A Safe Place for Both of You
We provide a safe place for both of you. Things won’t change unless you can both speak your own truth, and are listened to and understood.
We support each of you in talking through the things that are too difficult to discuss alone. And we’ll give you skills to practice so you can do this on your own, without judgement and escalation into fights.
If continued longer term, working in this safe place can truly transform your relationship.
The Co-Therapist Model – Both Counsellors / Therapists in the Room
You have the option to work with both of us (Amanda and Ron) in the room with both of you. This is called the Co-Therapist (or sometimes Conjoint Therapist) model. We find this model can help in understanding couple dynamics and the ways in which each individual triggers the other.
Psychologically, the square is more stable than the triangle. In other words, four people in the room (in this “mini-group” setting) provides a stability that minimises the risk of one individual in the couple feeling marginalised or excluded.
Characteristics of the Co-Therapist Model
Some of the characteristics and advantages of the Co-Therapist Model are:
- As shown in the diagram above, the number of potential interactions are much higher than in the single therapist situation. Each interaction or relationship is a source of information for us about your couple dynamics.

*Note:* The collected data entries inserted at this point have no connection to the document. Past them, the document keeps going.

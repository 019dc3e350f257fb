//! Session state and the bridge lifecycle.
//!
//! One `Bridge` serves one remote session. The shared [`SessionState`] is
//! mutated by the input reader task and read by capture callbacks arriving
//! on the RDP client's threads; scalar policy fields and counters are
//! atomics, the clipboard and the client dimensions (which mutate together)
//! sit behind mutexes.

use std::sync::atomic::{AtomicBool, AtomicU32, Ordering};
use std::sync::{Arc, Mutex};
use std::time::Duration;

use tokio::io::{AsyncRead, AsyncReadExt, AsyncWrite};
use tokio::sync::mpsc;
use tokio_util::sync::CancellationToken;
use tracing::{debug, error, info, trace};

use rdbridge_core::{
    BridgeError, INPUTS_READ_CHUNK, ImageEncoding, ImagePolicy, ImageQuality, ImageQuantity,
    parse_record, split_batch,
};

use crate::capture::{CaptureHooks, CapturePipeline};
use crate::config::BridgeConfig;
use crate::dispatch::Dispatcher;
use crate::printer::{PrinterRegistry, Spooler};
use crate::rdp::RdpClient;
use crate::surface::{DesktopSurface, PointerSource};
use crate::writer::{Emit, UpdatesSender, UpdatesWriter, queue};

/// Idle wait after an empty inputs read, so a closed peer cannot spin the
/// reader. An empty read is not a failure and never terminates the session.
const EMPTY_READ_BACKOFF: Duration = Duration::from_millis(10);

// ── Phase ────────────────────────────────────────────────────────

/// Lifecycle phase of the bridge.
#[derive(Debug, Clone, Copy, PartialEq, Eq, Default)]
pub enum Phase {
    /// Settings staged, channels not yet open.
    #[default]
    Configured,
    /// Both IPC channels are open.
    Connected,
    /// The input reader and updates writer are live.
    Running,
    /// Teardown has begun; the process is expected to exit soon after.
    Terminating,
}

impl Phase {
    fn connect(&mut self) -> Result<(), BridgeError> {
        match self {
            Phase::Configured => {
                *self = Phase::Connected;
                Ok(())
            }
            _ => Err(BridgeError::InvalidPhase("connect requires Configured")),
        }
    }

    fn start(&mut self) -> Result<(), BridgeError> {
        match self {
            Phase::Connected => {
                *self = Phase::Running;
                Ok(())
            }
            _ => Err(BridgeError::InvalidPhase("start requires Connected")),
        }
    }

    fn terminate(&mut self) {
        *self = Phase::Terminating;
    }
}

// ── ClipboardState ───────────────────────────────────────────────

/// Last known remote clipboard text, already carrying the wire prefix.
#[derive(Debug)]
struct ClipboardState {
    text: String,
    /// Set when the remote clipboard changed since the text was last
    /// transmitted; cleared once it has been fetched and sent.
    updated: bool,
}

const CLIPBOARD_PREFIX: &str = "clipboard|";

impl Default for ClipboardState {
    fn default() -> Self {
        Self {
            text: CLIPBOARD_PREFIX.to_owned(),
            updated: false,
        }
    }
}

// ── SessionState ─────────────────────────────────────────────────

/// State shared between the reader task and the RDP-thread callbacks.
pub struct SessionState {
    id: u32,
    encoding: AtomicU32,
    quality: AtomicU32,
    quantity: AtomicU32,
    scale_display: AtomicBool,
    client_size: Mutex<(u32, u32)>,
    image_idx: AtomicU32,
    process_inputs: AtomicBool,
    cancel: CancellationToken,
    clipboard: Mutex<ClipboardState>,
}

impl SessionState {
    pub fn new(id: u32) -> Self {
        let policy = ImagePolicy::default();
        Self {
            id,
            encoding: AtomicU32::new(policy.encoding as u32),
            quality: AtomicU32::new(policy.quality.percent()),
            quantity: AtomicU32::new(policy.quantity as u32),
            scale_display: AtomicBool::new(policy.scale_display),
            client_size: Mutex::new((policy.client_width, policy.client_height)),
            image_idx: AtomicU32::new(0),
            process_inputs: AtomicBool::new(true),
            cancel: CancellationToken::new(),
            clipboard: Mutex::new(ClipboardState::default()),
        }
    }

    pub fn id(&self) -> u32 {
        self.id
    }

    /// A consistent snapshot of the image policy, read once per frame.
    pub fn policy(&self) -> ImagePolicy {
        let (client_width, client_height) = *self.client_size.lock().expect("client size lock");
        ImagePolicy {
            encoding: ImageEncoding::try_from(self.encoding.load(Ordering::SeqCst))
                .unwrap_or_default(),
            quality: ImageQuality::try_from(self.quality.load(Ordering::SeqCst))
                .unwrap_or_default(),
            quantity: ImageQuantity::try_from(self.quantity.load(Ordering::SeqCst))
                .unwrap_or_default(),
            scale_display: self.scale_display.load(Ordering::SeqCst),
            client_width,
            client_height,
        }
    }

    /// `ECD`: a new encoding resets the quality to its default.
    pub fn set_encoding(&self, encoding: ImageEncoding) {
        self.encoding.store(encoding as u32, Ordering::SeqCst);
        self.quality
            .store(ImageQuality::default().percent(), Ordering::SeqCst);
    }

    pub fn set_quality(&self, quality: ImageQuality) {
        self.quality.store(quality.percent(), Ordering::SeqCst);
    }

    pub fn set_quantity(&self, quantity: ImageQuantity) {
        self.quantity.store(quantity as u32, Ordering::SeqCst);
    }

    pub fn set_client_size(&self, width: u32, height: u32) {
        *self.client_size.lock().expect("client size lock") = (width, height);
    }

    pub fn set_scaling(&self, dimensions: Option<(u32, u32)>) {
        match dimensions {
            Some((w, h)) => {
                self.set_client_size(w, h);
                self.scale_display.store(true, Ordering::SeqCst);
            }
            None => self.scale_display.store(false, Ordering::SeqCst),
        }
    }

    /// Allocate the next image index, wrapping to 0 past `i32::MAX`.
    pub fn next_image_idx(&self) -> u32 {
        let previous = self
            .image_idx
            .fetch_update(Ordering::SeqCst, Ordering::SeqCst, |idx| {
                Some(if idx >= i32::MAX as u32 { 0 } else { idx + 1 })
            })
            .expect("idx update never fails");
        if previous >= i32::MAX as u32 {
            0
        } else {
            previous + 1
        }
    }

    pub fn process_inputs(&self) -> bool {
        self.process_inputs.load(Ordering::SeqCst)
    }

    /// Cooperative teardown: stop the reader and wake anything blocked.
    pub fn shutdown(&self) {
        self.process_inputs.store(false, Ordering::SeqCst);
        self.cancel.cancel();
    }

    pub(crate) async fn cancelled(&self) {
        self.cancel.cancelled().await
    }

    // ── Clipboard ────────────────────────────────────────────────

    /// Remote clipboard changed but the text is not here yet.
    pub fn reset_clipboard(&self) {
        let mut clipboard = self.clipboard.lock().expect("clipboard lock");
        clipboard.text = CLIPBOARD_PREFIX.to_owned();
        clipboard.updated = true;
    }

    /// Store freshly received clipboard text and return the wire form.
    pub fn store_clipboard(&self, data: &str) -> String {
        let mut text = String::with_capacity(CLIPBOARD_PREFIX.len() + data.len());
        text.push_str(CLIPBOARD_PREFIX);
        text.extend(data.chars().filter(|&c| c != '\0'));
        let mut clipboard = self.clipboard.lock().expect("clipboard lock");
        clipboard.text = text.clone();
        clipboard.updated = false;
        text
    }

    /// The cached clipboard text, unless an update is pending (in which
    /// case the remote value must be fetched first).
    pub fn cached_clipboard(&self) -> Option<String> {
        let clipboard = self.clipboard.lock().expect("clipboard lock");
        if clipboard.updated {
            None
        } else {
            Some(clipboard.text.clone())
        }
    }
}

// ── Bridge ───────────────────────────────────────────────────────

/// The per-process session bridge.
///
/// Owns the shared state, the capture pipeline, the printer relay and the
/// emission queue; `run` drives the IPC side until the session ends.
pub struct Bridge {
    config: BridgeConfig,
    state: Arc<SessionState>,
    rdp: Arc<dyn RdpClient>,
    capture: Arc<CapturePipeline>,
    printers: Arc<PrinterRegistry>,
    updates: UpdatesSender,
    emit_rx: Mutex<Option<mpsc::UnboundedReceiver<Emit>>>,
    phase: Mutex<Phase>,
}

impl Bridge {
    pub fn new(
        config: BridgeConfig,
        rdp: Arc<dyn RdpClient>,
        surface: Arc<dyn DesktopSurface>,
        pointer: Arc<dyn PointerSource>,
        spooler: Arc<dyn Spooler>,
    ) -> Self {
        let state = Arc::new(SessionState::new(config.session.id));
        let (updates, emit_rx) = queue();
        let capture = Arc::new(CapturePipeline::new(
            state.clone(),
            surface,
            pointer,
            updates.clone(),
            &config,
        ));
        let printers = Arc::new(PrinterRegistry::new(spooler, updates.clone()));
        Self {
            config,
            state,
            rdp,
            capture,
            printers,
            updates,
            emit_rx: Mutex::new(Some(emit_rx)),
            phase: Mutex::new(Phase::default()),
        }
    }

    pub fn state(&self) -> &Arc<SessionState> {
        &self.state
    }

    pub fn phase(&self) -> Phase {
        *self.phase.lock().expect("phase lock")
    }

    /// The capture entry points, for injection into the RDP client.
    pub fn capture_hooks(&self) -> Arc<dyn CaptureHooks> {
        self.capture.clone()
    }

    /// The printer relay, for injection into the print virtual channel.
    pub fn printers(&self) -> &Arc<PrinterRegistry> {
        &self.printers
    }

    // ── Clipboard entry points (called from the RDP client) ─────

    /// The remote clipboard changed; the text will be requested on demand.
    pub fn reset_clipboard(&self) {
        if self.state.id() == 0 {
            return;
        }
        self.state.reset_clipboard();
    }

    /// Remote clipboard text arrived; cache it and echo it to the gateway.
    pub fn push_clipboard(&self, data: &str) {
        if self.state.id() == 0 {
            return;
        }
        let text = self.state.store_clipboard(data);
        self.updates.send_text(text);
    }

    // ── Lifecycle ────────────────────────────────────────────────

    /// Connect the session's IPC channels and run until teardown.
    pub async fn run(&self) -> Result<(), BridgeError> {
        if self.state.id() == 0 {
            info!("session id 0: bridge disabled");
            return Ok(());
        }
        let (inputs, updates) = crate::ipc::connect(self.state.id(), &self.config.ipc).await?;
        self.run_with_channels(inputs, updates).await
    }

    /// Run against already-open channel endpoints.
    pub async fn run_with_channels<I, U>(&self, inputs: I, updates: U) -> Result<(), BridgeError>
    where
        I: AsyncRead + Unpin,
        U: AsyncWrite + Unpin + Send + 'static,
    {
        if self.state.id() == 0 {
            info!("session id 0: bridge disabled");
            return Ok(());
        }
        self.phase.lock().expect("phase lock").connect()?;
        info!(session = self.state.id(), "session channels connected");

        let emit_rx = self
            .emit_rx
            .lock()
            .expect("emit queue lock")
            .take()
            .ok_or(BridgeError::InvalidPhase("bridge already ran"))?;
        let writer = UpdatesWriter::new(updates, emit_rx, self.state.clone());
        let writer_task = tokio::spawn(writer.run());

        // Handshake so the gateway knows the bridge is live.
        self.updates.send_text("Hello server");

        self.phase.lock().expect("phase lock").start()?;
        self.read_inputs(inputs).await;

        // Teardown: stop the writer, close both channels, drop the client.
        self.phase.lock().expect("phase lock").terminate();
        self.state.shutdown();
        let _ = writer_task.await;
        self.rdp.disconnect();
        info!(session = self.state.id(), "session ended");
        Ok(())
    }

    /// The input reader: block on channel reads, split each batch on `\t`,
    /// dispatch records in order. Read failures are terminal.
    async fn read_inputs<I: AsyncRead + Unpin>(&self, mut inputs: I) {
        let dispatcher = Dispatcher::new(
            self.state.clone(),
            self.rdp.clone(),
            self.capture.clone(),
            self.updates.clone(),
        );
        let mut buf = vec![0u8; INPUTS_READ_CHUNK];

        while self.state.process_inputs() {
            let read = tokio::select! {
                read = inputs.read(&mut buf) => read,
                _ = self.state.cancelled() => break,
            };
            let n = match read {
                Ok(n) => n,
                Err(source) => {
                    error!("{}", BridgeError::ipc_read(source));
                    break;
                }
            };
            if n == 0 {
                tokio::time::sleep(EMPTY_READ_BACKOFF).await;
                continue;
            }

            let batch = String::from_utf8_lossy(&buf[..n]);
            debug!(batch = %redact_batch(&batch), "inputs batch");

            // Records are applied in receive order. A CLO inside the batch
            // does not stop the remaining records; the loop condition ends
            // the reader after the batch.
            for record in split_batch(&batch) {
                match parse_record(record) {
                    Ok(Some(command)) => dispatcher.apply(command),
                    Ok(None) => trace!(record, "ignored unknown tag"),
                    Err(err) => debug!("{err}; record skipped"),
                }
            }
        }
        self.state.shutdown();
    }
}

/// Render a batch for the log with password arguments masked.
fn redact_batch(batch: &str) -> String {
    batch
        .split('\t')
        .map(|record| if record.starts_with("PWD") { "PWD***" } else { record })
        .collect::<Vec<_>>()
        .join("\t")
}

- The chances of “triangulation” are much reduced. This phenomenon can occur in single therapist situations when a client feels that the therapist has sided with one of the partners in the couple.
- If one of the partners is less keen to come to couples counselling then they can potentially find an ally with one of the therapists that enables them to stay.
Your Relationship as a Container
We believe your relationship is a container which can create the safety and space for each of you in the relationship to grow.
Sometimes this container cracks. Our time with you as a couple assists with repair, healing and creating a renewed and healthy relationship.
There are also some circumstances where a relationship cannot be healed, and in this case working with us can support separation in a way that is best for both of you, and for your family.
Current research in couples relationships (influenced by recent discoveries in neurobiology) strongly suggests the importance of conscious partnership – which means commitment to the needs of the relationship, rather than to the immediate needs of the individual. Yet ironically, we find that when the needs of a relationship are fully met then the needs of each individual in that relationship are often met. We really like the words of Harville Hendrix on this subject (from his Forward to Stan Tatkin’s brilliant book Wired for Love):
Your marriage is not about you. Your marriage is about itself, it is a third reality to which and for which you are responsible, and only by honouring that responsibility will you get your childhood and current needs met. When you make your relationship primary and your needs secondary, you produce the paradoxical effect of getting your needs met in ways they can never be met if you make them primary. What happens is not so much the healing of childhood wounds, which may in fact not be healable, but the creation of a relationship in which two persons are reliably and sustainably present to each other empathically.
This new emotional environment develops new neural pathways flowered with loving presence that replace the old toxic pathways that are filled with the debris of the sufferings of childhood. Couplehood becomes the container for the joy of being, which is a connected relationship. And, since the quality of couplehood determines the tenor of the social fabric, the extension of that joy from the local to the global could heal most human suffering.
Staemmler’s Schemes of Interaction
Staemmler’s Schemes of Interaction are powerful tools we often use with couples who tend to trigger each other. The diagram below shows how Staemmler’s second scheme works.
The behaviours of each partner, and the meanings attributed to them by the other partner, are in constant flux; and in constant reaction to a wide range of factors, only some of which are in their awareness.
(Frank Staemmler’s schemes of interaction are presented in his paper in Robert Lee’s book The Secret Language of Intimacy.)